The British and Russian royal families met properly only three times before the Romanovs’ tragic end in 1918. The Imperial Tea Party draws back the curtain on those pivotal encounters; encounters that had far-reaching consequences for 20th-century Europe and beyond.
Russia and Britain were never natural bedfellows. But the marriage, in 1894, of Queen Victoria’s favourite granddaughter, Alicky, to the Tsarevich Nicholas marked the beginning of an uneasy Anglo-Russian entente that would last until the Russian Revolution of 1917.
The three extraordinary meetings that took place during those years, although well-intentioned and generally hailed as successes, were beset by misunderstandings and misfortunes. During their visit to Balmoral, the Tsar took to his room with toothache, and both he and the Tsarina complained about the appalling weather. And their criticisms were later matched by complaints from British courtiers about the Russians hospitality – the food, the music, the slow service…

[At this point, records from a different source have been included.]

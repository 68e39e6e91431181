//! Key-value stores backing layout persistence.

use std::collections::{BTreeMap, HashMap};
use std::io::Write;
use std::path::{Path, PathBuf};

use thiserror::Error;

/// Errors raised by a [`LayoutStore`].
#[derive(Debug, Error)]
pub enum StoreError {
    #[error("failed to access store at {path}: {source}")]
    Io {
        path: PathBuf,
        #[source]
        source: std::io::Error,
    },

    #[error("failed to encode store {path}: {source}")]
    Encode {
        path: PathBuf,
        #[source]
        source: serde_json::Error,
    },
}

/// A string-keyed, string-valued store.
pub trait LayoutStore {
    /// Reads the value stored under `key`.
    ///
    /// # Errors
    ///
    /// Returns an error if the backing storage cannot be read.
    fn read(&self, key: &str) -> Result<Option<String>, StoreError>;

    /// Stores `value` under `key`, replacing any previous value.
    ///
    /// # Errors
    ///
    /// Returns an error if the backing storage cannot be written.
    fn write(&mut self, key: &str, value: String) -> Result<(), StoreError>;
}

// ============================================================================
// In-memory Store
// ============================================================================

/// Process-local store. Contents are lost on exit.
#[derive(Debug, Default, Clone)]
pub struct MemoryStore {
    entries: HashMap<String, String>,
}

impl MemoryStore {
    #[must_use]
    pub fn new() -> Self { Self::default() }

    /// Number of stored keys.
    #[must_use]
    pub fn len(&self) -> usize { self.entries.len() }

    #[must_use]
    pub fn is_empty(&self) -> bool { self.entries.is_empty() }
}

impl LayoutStore for MemoryStore {
    fn read(&self, key: &str) -> Result<Option<String>, StoreError> {
        Ok(self.entries.get(key).cloned())
    }

    fn write(&mut self, key: &str, value: String) -> Result<(), StoreError> {
        self.entries.insert(key.to_string(), value);
        Ok(())
    }
}

// ============================================================================
// File Store
// ============================================================================

/// Store persisted as a single JSON object on disk.
///
/// Writes go to a temporary file in the same directory which then replaces
/// the store file, so readers never observe a half-written store.
#[derive(Debug, Clone)]
pub struct FileStore {
    path: PathBuf,
}

impl FileStore {
    /// Creates a store backed by `path`. The file is created on first write.
    #[must_use]
    pub fn new(path: impl Into<PathBuf>) -> Self { Self { path: path.into() } }

    /// Default store location in the user data directory.
    #[must_use]
    pub fn default_path() -> PathBuf {
        dirs::data_dir()
            .unwrap_or_else(std::env::temp_dir)
            .join(crate::constants::APP_NAME)
            .join("layouts.json")
    }

    /// Path of the backing file.
    #[must_use]
    pub fn path(&self) -> &Path { &self.path }

    fn read_all(&self) -> Result<BTreeMap<String, String>, StoreError> {
        let contents = match std::fs::read_to_string(&self.path) {
            Ok(contents) => contents,
            Err(err) if err.kind() == std::io::ErrorKind::NotFound => {
                return Ok(BTreeMap::new());
            }
            Err(source) => {
                return Err(StoreError::Io { path: self.path.clone(), source });
            }
        };

        if contents.trim().is_empty() {
            return Ok(BTreeMap::new());
        }

        // A corrupt store reads as empty and is replaced by the next write
        match serde_json::from_str(&contents) {
            Ok(entries) => Ok(entries),
            Err(err) => {
                tracing::warn!(
                    path = %self.path.display(),
                    error = %err,
                    "layout store is not a JSON object, treating it as empty"
                );
                Ok(BTreeMap::new())
            }
        }
    }

    fn write_all(&self, entries: &BTreeMap<String, String>) -> Result<(), StoreError> {
        let io_err = |source| StoreError::Io { path: self.path.clone(), source };

        let dir = self.path.parent().filter(|p| !p.as_os_str().is_empty()).unwrap_or(Path::new("."));
        std::fs::create_dir_all(dir).map_err(io_err)?;

        let json = serde_json::to_string_pretty(entries)
            .map_err(|source| StoreError::Encode { path: self.path.clone(), source })?;

        let mut file = tempfile::NamedTempFile::new_in(dir).map_err(io_err)?;
        file.write_all(json.as_bytes()).map_err(io_err)?;
        file.persist(&self.path).map_err(|err| io_err(err.error))?;

        Ok(())
    }
}

impl LayoutStore for FileStore {
    fn read(&self, key: &str) -> Result<Option<String>, StoreError> {
        Ok(self.read_all()?.remove(key))
    }

    fn write(&mut self, key: &str, value: String) -> Result<(), StoreError> {
        let mut entries = self.read_all()?;
        entries.insert(key.to_string(), value);
        self.write_all(&entries)
    }
}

In this wonderfully waspish account, Frances Welch presents a vivid snapshot of two dynasties at a time of social unrest. The two families could not know, as they waved each other fond goodbyes from their yachts at Cowes in 1909, that they would never meet again. The assassination of the Tsar and his family by the Bolsheviks in 1918 horrified King George, and whether things might have turned out differently if he had accepted their plea for refuge has been the subject of speculation ever since.